Ama bu birliğin tepesindekiler 11 yerden maaş almaya devam ediyor.
Doğalgaz geçen yıla oranla şimdiden yüzde 60’larda daha pahalı.
Elektrik deseniz öyle.
Bir de utanmadan, “Elektriğe zam yaptık ama sadece sanayide üretilenine” demiyor musunuz..
Sanki Sanayici bu artışı ürettiği gıdaya, makineye, techizata, kumaşa yansıtmayacak.
Daha da acı olanı nedir biliyor musunuz?
Dünyanın en yüksek enflasyonuna rağmen, “Yüzde 21 büyüdük” demiyor musunuz, işte ona ifrit oluyorum.

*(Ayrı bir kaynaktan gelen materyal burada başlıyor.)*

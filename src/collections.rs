//! Saved-collections flows: guarded list loading plus the add-to-collection
//! and create operations. All of them are auth-gated; an unauthenticated
//! call redirects to login and aborts.

use std::sync::Arc;
use std::sync::atomic::{AtomicBool, Ordering};
use std::time::Duration;

use parking_lot::Mutex;
use serde_json::json;
use tokio::time::Instant;
use tracing::{debug, info, warn};

use crate::config::ClientConfig;
use crate::controller::Completion;
use crate::model::Collection;
use crate::tokens::TokenStore;
use crate::transport::{ApiTransport, routes};
use crate::view::CollectionsView;

const LOAD_ERROR: &str = "Error loading collections. Please try again.";

pub struct CollectionLoader<T: ApiTransport, V: CollectionsView> {
    transport: Arc<T>,
    tokens: Arc<TokenStore<T>>,
    view: Arc<V>,
    min_interval: Duration,
    login_path: String,
    loading: AtomicBool,
    last_load: Mutex<Option<Instant>>,
}

impl<T: ApiTransport, V: CollectionsView> CollectionLoader<T, V> {
    pub fn new(transport: Arc<T>, tokens: Arc<TokenStore<T>>, view: Arc<V>, cfg: &ClientConfig) -> Self {
        Self {
            transport,
            tokens,
            view,
            min_interval: cfg.collections_min_interval,
            login_path: cfg.login_path.clone(),
            loading: AtomicBool::new(false),
            last_load: Mutex::new(None),
        }
    }

    fn login_redirect(&self) -> String {
        format!("{}?next=/collections", self.login_path)
    }

    /// Load the collection list. Calls within the minimum interval of the
    /// last actual load, or while one is in flight, are dropped.
    pub async fn load(&self) -> Completion {
        if self.loading.swap(true, Ordering::SeqCst) {
            debug!("collections load dropped: already in flight");
            return Completion::Dropped;
        }

        let now = Instant::now();
        let within_window = self
            .last_load
            .lock()
            .is_some_and(|last| now.duration_since(last) < self.min_interval);
        if within_window {
            debug!("collections load dropped: within debounce window");
            self.loading.store(false, Ordering::SeqCst);
            return Completion::Dropped;
        }

        if !self.tokens.is_authenticated() {
            self.loading.store(false, Ordering::SeqCst);
            self.view.redirect(&self.login_redirect());
            return Completion::Redirected;
        }

        *self.last_load.lock() = Some(now);

        let completion = self.fetch_and_publish().await;
        self.loading.store(false, Ordering::SeqCst);
        completion
    }

    async fn fetch_and_publish(&self) -> Completion {
        let resp = match self
            .transport
            .get(routes::COLLECTIONS, &self.tokens.headers())
            .await
        {
            Ok(resp) => resp,
            Err(e) => {
                warn!("collections load failed: {e}");
                self.view.collections_error(LOAD_ERROR);
                return Completion::Failed;
            }
        };

        if resp.status == 401 && !self.tokens.server_authenticated() {
            info!("collections load: authentication required, redirecting");
            self.view.redirect(&self.login_redirect());
            return Completion::Redirected;
        }

        if !resp.is_success() {
            warn!(status = resp.status, "collections load: non-OK status");
            self.view.collections_error(LOAD_ERROR);
            return Completion::Failed;
        }

        match resp.json::<Vec<Collection>>() {
            Ok(collections) if collections.is_empty() => {
                self.view.collections_empty();
                Completion::Completed
            }
            Ok(collections) => {
                debug!(count = collections.len(), "collections rendered");
                self.view.render_collections(&collections);
                Completion::Completed
            }
            Err(e) => {
                warn!("collections load: parse failed: {e}");
                self.view.collections_error(LOAD_ERROR);
                Completion::Failed
            }
        }
    }

    /// Add the selected items to a collection. An empty selection is a
    /// user error, not a request.
    pub async fn add_items(&self, collection_id: i64, item_ids: &[String]) -> Completion {
        if !self.tokens.is_authenticated() {
            self.view.redirect(&self.login_redirect());
            return Completion::Redirected;
        }
        if item_ids.is_empty() {
            self.view.show_error("No items selected to add to collection");
            return Completion::Failed;
        }

        let path = format!("{}/{}/items", routes::COLLECTIONS, collection_id);
        let body = json!({ "item_ids": item_ids });
        match self.transport.post(&path, &body, &self.tokens.headers()).await {
            Ok(resp) if resp.is_success() => {
                self.view
                    .notify_success("Items added to collection successfully");
                Completion::Completed
            }
            Ok(resp) => {
                warn!(status = resp.status, "add to collection: non-OK status");
                self.view.show_error("Failed to add items to collection");
                Completion::Failed
            }
            Err(e) => {
                warn!("add to collection failed: {e}");
                self.view.show_error("Failed to add items to collection");
                Completion::Failed
            }
        }
    }

    /// Create a new collection. A blank title is a user error, not a
    /// request.
    pub async fn create(&self, title: &str, description: Option<&str>) -> Completion {
        if !self.tokens.is_authenticated() {
            self.view.redirect(&self.login_redirect());
            return Completion::Redirected;
        }
        let title = title.trim();
        if title.is_empty() {
            self.view.show_error("Title is required");
            return Completion::Failed;
        }

        let body = json!({
            "title": title,
            "description": description.map(str::trim).filter(|d| !d.is_empty()),
        });
        match self
            .transport
            .post(routes::COLLECTIONS, &body, &self.tokens.headers())
            .await
        {
            Ok(resp) if resp.is_success() => {
                self.view.notify_success("Collection created successfully");
                Completion::Completed
            }
            Ok(resp) => {
                let message = resp
                    .detail()
                    .unwrap_or_else(|| "Failed to create collection. Please try again.".into());
                warn!(status = resp.status, "create collection: non-OK status");
                self.view.show_error(&message);
                Completion::Failed
            }
            Err(e) => {
                warn!("create collection failed: {e}");
                self.view
                    .show_error("Failed to create collection. Please try again.");
                Completion::Failed
            }
        }
    }
}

Bir başka TÜİK Mucizesinden de söz edelim mi?
TÜİK’e göre 2020 gayrisafi milli hasılamız 5 trilyon 47 milyar 909 milyon lira.
Bu durumda kişi başı milli gelirimiz de 60 bin 537 lira olmuş.
60.537’yi bölelim 12’ye.
Kişi başına aylık 5 bin 044 lira 75 kuruş düşüyor.
2020 Asgari ücreti=2.943.00
Şimdi asgari ücretli soruyor:
“Nerede benim her ay kazandığım 2.101.75 lira” diye.
Sonuç;
20 Senede 2,5 trilyon Dolar vergi topla.
100 Milyar Dolar özelleştirmeden gelsin.
200 Milyar dolar dışarıdan borç para topla.
Üstüne üstlük 128 milyar meselesi de ortalık yerde duruyor.
Buna rağmen Dünyanın en yüksek faizi.
Dünyanın en yüksek enflasyonu.
Dünyanın en değersiz Türk Lirası.
Dünyanın en düşük asgari ücreti, emekli maaşı.
Dünyanın en yüksek Cari açığı.
Dünyanın en borçlu ülkesi.
Ama söyleme gelince 2023’te en büyük 10 ekonomiden biri olacakmışız.
Hadi oradan.
Siz güzel ülkemi ‘Gelişmekte olan ülkeler’ sınıfından aldınız, ‘Gerilemekte olan ülkeler kategorisi’ne yerleştirdiniz..
Tıpkı, bir gecekondu evinde, ‘Açız’ diye ağlayan çocuklarını susturmak için ocağa tercereyle su koyup, tercereye attığı taşlarla yavrularını oyalamaya çalışan çaresiz anne gibisiniz.
Ama kibrinizden, ama şaşaanızdan, ama ‘Büyüklük’ egonuzdan da bir milim ödün vermiyorsunuz.